▸ ASSIGNMENT: Below are entries. Copy exactly the lines running from the line that holds "starts the service." to the line that holds "(Some(path), Some(storage)) =>", with both ends included.

Extracted records
[Start of Attachment]
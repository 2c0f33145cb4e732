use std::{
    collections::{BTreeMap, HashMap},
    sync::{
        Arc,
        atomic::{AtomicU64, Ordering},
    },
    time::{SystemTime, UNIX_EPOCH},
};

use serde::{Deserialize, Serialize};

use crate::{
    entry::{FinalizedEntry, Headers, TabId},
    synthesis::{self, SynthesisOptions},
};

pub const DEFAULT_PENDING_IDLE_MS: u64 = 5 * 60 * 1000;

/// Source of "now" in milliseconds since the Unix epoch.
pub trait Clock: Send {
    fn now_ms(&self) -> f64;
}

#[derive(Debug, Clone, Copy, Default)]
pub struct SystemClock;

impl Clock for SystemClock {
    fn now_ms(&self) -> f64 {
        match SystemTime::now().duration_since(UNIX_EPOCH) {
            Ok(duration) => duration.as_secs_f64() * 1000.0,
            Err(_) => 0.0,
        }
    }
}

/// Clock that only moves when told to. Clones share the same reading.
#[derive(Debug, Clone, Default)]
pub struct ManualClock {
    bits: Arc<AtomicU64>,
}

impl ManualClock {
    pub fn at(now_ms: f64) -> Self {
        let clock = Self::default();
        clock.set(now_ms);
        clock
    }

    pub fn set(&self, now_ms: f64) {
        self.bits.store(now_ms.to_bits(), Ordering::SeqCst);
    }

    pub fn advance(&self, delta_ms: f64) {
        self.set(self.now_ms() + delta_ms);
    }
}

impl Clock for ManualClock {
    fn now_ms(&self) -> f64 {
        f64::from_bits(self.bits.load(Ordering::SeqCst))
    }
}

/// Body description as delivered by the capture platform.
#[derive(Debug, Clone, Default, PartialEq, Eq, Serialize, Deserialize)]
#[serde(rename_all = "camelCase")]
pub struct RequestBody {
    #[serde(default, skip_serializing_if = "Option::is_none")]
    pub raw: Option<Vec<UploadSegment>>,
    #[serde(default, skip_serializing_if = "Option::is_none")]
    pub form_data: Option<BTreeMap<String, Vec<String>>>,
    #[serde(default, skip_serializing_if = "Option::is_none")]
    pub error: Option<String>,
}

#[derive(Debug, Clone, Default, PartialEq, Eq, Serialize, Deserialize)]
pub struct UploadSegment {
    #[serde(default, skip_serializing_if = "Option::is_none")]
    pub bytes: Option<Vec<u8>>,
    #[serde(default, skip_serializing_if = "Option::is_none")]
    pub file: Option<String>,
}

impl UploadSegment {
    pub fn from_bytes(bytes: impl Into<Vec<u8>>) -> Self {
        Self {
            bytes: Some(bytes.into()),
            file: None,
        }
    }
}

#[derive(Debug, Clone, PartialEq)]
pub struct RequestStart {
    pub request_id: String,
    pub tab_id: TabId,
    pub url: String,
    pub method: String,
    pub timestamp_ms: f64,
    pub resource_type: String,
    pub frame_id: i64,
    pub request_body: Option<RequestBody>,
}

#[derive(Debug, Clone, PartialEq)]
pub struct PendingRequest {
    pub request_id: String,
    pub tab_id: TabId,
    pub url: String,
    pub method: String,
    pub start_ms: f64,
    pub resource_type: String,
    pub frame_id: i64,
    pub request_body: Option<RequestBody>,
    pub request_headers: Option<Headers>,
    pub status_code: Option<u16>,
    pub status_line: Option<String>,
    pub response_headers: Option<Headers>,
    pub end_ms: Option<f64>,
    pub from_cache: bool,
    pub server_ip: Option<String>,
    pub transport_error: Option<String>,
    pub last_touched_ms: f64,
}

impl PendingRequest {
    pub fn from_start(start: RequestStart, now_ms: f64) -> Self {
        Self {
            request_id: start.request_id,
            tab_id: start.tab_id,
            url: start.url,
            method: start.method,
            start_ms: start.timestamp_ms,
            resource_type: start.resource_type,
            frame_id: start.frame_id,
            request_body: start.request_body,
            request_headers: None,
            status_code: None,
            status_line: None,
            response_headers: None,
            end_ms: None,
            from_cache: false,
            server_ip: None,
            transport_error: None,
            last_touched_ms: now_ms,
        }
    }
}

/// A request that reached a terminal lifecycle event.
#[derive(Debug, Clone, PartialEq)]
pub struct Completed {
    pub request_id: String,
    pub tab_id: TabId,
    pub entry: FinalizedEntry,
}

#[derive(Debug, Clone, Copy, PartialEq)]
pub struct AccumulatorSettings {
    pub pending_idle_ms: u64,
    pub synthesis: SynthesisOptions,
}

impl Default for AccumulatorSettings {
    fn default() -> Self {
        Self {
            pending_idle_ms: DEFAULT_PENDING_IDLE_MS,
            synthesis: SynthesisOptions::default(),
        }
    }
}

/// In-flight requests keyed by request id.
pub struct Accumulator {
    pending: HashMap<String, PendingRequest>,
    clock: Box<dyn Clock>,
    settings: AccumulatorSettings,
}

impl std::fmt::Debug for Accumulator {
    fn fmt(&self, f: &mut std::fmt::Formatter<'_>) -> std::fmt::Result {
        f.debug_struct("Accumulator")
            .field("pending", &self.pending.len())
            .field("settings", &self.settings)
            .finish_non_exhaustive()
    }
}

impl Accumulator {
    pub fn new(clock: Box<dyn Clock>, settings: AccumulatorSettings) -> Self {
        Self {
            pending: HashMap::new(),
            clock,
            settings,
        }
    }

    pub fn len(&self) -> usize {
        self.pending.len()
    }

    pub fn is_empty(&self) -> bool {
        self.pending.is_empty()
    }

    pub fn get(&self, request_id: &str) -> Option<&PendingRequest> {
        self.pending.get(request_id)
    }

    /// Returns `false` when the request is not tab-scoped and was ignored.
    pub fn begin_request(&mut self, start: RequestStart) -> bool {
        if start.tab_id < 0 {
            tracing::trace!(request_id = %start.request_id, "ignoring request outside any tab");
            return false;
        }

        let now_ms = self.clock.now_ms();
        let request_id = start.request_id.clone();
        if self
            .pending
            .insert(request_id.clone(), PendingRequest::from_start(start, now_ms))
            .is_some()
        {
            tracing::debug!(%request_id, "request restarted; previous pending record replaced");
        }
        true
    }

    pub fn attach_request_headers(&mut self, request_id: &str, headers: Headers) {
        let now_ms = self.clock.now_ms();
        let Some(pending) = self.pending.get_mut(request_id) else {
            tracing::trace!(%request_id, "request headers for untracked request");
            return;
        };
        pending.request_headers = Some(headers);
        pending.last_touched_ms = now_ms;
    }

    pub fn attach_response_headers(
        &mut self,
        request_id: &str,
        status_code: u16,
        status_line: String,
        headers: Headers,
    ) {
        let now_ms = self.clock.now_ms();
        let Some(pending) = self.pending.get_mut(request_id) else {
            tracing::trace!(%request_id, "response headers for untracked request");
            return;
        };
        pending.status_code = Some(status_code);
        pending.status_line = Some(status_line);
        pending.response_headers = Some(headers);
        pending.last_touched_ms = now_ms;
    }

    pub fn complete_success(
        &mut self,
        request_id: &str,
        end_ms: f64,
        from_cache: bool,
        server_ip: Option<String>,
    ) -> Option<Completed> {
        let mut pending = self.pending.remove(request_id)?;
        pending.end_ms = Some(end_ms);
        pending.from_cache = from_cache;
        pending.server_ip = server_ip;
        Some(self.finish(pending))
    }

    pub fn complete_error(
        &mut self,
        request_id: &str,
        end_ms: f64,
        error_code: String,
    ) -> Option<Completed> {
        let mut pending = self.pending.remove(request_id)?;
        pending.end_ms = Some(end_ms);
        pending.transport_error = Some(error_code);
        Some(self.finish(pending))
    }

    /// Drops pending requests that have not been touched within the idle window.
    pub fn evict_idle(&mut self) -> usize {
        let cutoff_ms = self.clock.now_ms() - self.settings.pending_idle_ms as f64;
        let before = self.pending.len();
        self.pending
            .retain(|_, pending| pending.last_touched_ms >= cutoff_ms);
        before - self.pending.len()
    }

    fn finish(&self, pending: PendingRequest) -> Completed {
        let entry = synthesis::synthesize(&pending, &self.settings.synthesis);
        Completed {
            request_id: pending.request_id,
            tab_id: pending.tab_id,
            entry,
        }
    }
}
[End of Attachment]
[Start of Attachment]
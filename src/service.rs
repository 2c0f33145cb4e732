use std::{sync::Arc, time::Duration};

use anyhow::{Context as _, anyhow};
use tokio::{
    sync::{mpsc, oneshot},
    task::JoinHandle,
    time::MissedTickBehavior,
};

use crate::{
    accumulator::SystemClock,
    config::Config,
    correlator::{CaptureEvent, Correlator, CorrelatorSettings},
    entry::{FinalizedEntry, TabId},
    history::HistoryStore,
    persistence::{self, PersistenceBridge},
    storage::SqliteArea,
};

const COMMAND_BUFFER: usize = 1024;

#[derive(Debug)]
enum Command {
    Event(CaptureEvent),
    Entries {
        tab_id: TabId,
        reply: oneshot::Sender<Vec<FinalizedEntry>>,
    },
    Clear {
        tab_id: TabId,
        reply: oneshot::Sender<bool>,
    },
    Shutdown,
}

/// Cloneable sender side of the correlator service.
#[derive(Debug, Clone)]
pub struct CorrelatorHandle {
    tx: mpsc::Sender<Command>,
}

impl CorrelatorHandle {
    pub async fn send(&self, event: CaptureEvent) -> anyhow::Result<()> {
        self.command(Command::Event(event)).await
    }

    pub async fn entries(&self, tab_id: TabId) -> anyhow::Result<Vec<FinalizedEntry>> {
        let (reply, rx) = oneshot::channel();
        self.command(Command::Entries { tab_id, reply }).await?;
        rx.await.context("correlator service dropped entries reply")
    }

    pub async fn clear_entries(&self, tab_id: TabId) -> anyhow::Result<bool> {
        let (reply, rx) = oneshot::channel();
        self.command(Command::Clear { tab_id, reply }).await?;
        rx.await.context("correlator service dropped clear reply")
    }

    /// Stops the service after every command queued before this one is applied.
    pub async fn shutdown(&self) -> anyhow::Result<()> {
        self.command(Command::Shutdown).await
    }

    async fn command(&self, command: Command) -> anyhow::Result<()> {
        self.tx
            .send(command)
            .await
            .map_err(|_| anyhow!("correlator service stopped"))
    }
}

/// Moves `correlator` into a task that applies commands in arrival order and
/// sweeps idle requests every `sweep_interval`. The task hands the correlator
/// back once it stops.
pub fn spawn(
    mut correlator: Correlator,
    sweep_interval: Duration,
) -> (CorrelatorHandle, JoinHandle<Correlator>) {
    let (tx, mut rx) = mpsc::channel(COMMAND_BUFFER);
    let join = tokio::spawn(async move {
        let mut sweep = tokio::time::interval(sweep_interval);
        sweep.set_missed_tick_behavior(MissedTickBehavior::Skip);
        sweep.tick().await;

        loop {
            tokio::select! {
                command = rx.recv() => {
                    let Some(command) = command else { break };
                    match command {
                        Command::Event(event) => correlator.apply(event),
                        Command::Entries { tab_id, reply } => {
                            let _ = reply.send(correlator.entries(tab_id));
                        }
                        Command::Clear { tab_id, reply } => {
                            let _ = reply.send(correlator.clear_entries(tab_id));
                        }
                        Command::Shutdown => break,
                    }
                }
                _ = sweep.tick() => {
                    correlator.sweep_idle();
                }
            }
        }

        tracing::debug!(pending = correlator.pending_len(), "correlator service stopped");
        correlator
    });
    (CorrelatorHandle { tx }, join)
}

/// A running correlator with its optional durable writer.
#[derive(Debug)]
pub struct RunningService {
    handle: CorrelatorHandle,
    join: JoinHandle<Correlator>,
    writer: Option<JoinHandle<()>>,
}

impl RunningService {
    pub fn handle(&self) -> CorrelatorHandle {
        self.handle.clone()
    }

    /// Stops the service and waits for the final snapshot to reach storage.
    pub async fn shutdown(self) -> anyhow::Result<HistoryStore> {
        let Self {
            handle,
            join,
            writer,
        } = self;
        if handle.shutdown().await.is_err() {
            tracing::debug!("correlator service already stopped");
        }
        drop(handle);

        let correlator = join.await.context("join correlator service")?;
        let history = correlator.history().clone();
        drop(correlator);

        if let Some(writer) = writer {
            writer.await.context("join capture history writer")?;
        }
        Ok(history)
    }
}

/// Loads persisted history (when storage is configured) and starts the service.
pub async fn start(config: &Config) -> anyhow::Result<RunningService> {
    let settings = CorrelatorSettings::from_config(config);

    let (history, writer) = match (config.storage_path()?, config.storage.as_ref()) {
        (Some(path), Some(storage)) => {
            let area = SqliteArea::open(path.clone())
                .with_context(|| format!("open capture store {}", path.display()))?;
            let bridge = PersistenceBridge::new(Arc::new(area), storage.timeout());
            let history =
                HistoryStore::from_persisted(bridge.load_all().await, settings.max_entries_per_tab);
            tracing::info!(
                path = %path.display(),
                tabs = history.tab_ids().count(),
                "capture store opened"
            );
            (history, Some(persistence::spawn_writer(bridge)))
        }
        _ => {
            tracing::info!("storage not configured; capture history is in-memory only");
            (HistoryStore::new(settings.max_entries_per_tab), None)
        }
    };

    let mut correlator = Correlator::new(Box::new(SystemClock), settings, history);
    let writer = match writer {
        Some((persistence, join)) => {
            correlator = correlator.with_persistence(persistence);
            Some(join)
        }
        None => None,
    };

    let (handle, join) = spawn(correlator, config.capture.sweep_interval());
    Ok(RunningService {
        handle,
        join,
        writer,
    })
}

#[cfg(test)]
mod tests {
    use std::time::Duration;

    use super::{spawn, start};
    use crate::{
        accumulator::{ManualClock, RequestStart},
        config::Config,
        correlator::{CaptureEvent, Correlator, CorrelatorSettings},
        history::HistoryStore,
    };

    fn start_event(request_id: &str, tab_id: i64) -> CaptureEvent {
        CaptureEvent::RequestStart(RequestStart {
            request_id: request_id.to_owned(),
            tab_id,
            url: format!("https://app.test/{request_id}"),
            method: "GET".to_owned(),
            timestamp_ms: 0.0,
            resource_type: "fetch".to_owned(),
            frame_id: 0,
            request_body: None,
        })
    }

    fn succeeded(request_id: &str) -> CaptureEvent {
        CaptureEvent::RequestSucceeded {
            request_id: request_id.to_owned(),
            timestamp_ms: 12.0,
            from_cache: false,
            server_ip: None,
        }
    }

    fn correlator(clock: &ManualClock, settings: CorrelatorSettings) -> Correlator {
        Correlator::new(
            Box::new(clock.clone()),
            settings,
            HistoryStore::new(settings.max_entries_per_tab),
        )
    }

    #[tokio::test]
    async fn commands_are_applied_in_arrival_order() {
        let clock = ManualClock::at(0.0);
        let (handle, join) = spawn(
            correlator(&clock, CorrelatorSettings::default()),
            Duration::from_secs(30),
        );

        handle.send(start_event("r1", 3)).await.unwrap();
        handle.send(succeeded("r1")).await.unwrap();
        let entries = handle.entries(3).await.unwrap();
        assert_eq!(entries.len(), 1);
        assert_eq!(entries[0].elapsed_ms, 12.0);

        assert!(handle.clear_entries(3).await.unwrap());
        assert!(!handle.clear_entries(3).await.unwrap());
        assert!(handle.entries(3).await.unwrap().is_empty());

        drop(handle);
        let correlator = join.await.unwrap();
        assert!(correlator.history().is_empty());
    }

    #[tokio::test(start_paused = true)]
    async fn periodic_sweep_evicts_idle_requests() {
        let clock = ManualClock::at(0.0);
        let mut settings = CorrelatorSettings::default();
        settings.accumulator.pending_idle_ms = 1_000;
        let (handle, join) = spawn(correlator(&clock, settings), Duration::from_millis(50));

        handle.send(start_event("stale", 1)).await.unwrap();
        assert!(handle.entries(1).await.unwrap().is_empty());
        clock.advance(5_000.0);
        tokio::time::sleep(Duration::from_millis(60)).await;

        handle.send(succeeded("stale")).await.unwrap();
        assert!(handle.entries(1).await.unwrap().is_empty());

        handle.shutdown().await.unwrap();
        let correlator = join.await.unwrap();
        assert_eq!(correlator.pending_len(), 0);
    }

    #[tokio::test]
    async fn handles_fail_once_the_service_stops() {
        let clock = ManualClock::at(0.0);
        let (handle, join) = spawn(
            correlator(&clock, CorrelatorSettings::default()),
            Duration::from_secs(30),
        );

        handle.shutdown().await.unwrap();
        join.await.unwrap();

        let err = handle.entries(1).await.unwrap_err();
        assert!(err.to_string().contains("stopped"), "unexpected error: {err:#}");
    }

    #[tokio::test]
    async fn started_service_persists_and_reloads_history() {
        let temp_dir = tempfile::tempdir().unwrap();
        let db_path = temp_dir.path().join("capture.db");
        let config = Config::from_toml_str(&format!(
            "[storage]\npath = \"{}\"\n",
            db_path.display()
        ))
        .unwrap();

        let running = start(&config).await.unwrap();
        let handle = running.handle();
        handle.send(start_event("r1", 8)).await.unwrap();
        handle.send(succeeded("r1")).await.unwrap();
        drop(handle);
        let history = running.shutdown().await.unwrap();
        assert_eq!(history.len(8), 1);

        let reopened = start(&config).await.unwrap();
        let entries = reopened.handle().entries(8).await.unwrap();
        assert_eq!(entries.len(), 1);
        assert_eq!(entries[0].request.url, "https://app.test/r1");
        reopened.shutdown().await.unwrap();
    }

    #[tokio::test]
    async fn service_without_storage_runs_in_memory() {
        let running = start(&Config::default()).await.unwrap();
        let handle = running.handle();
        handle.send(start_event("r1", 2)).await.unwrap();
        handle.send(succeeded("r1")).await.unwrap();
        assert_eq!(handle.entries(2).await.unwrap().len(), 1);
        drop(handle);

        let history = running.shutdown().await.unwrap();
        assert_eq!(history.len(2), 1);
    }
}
[End of Attachment]
▸ RESULT OF THIS EXERCISE:
/// Loads persisted history (when storage is configured) and starts the service.
pub async fn start(config: &Config) -> anyhow::Result<RunningService> {
    let settings = CorrelatorSettings::from_config(config);

    let (history, writer) = match (config.storage_path()?, config.storage.as_ref()) {
        (Some(path), Some(storage)) => {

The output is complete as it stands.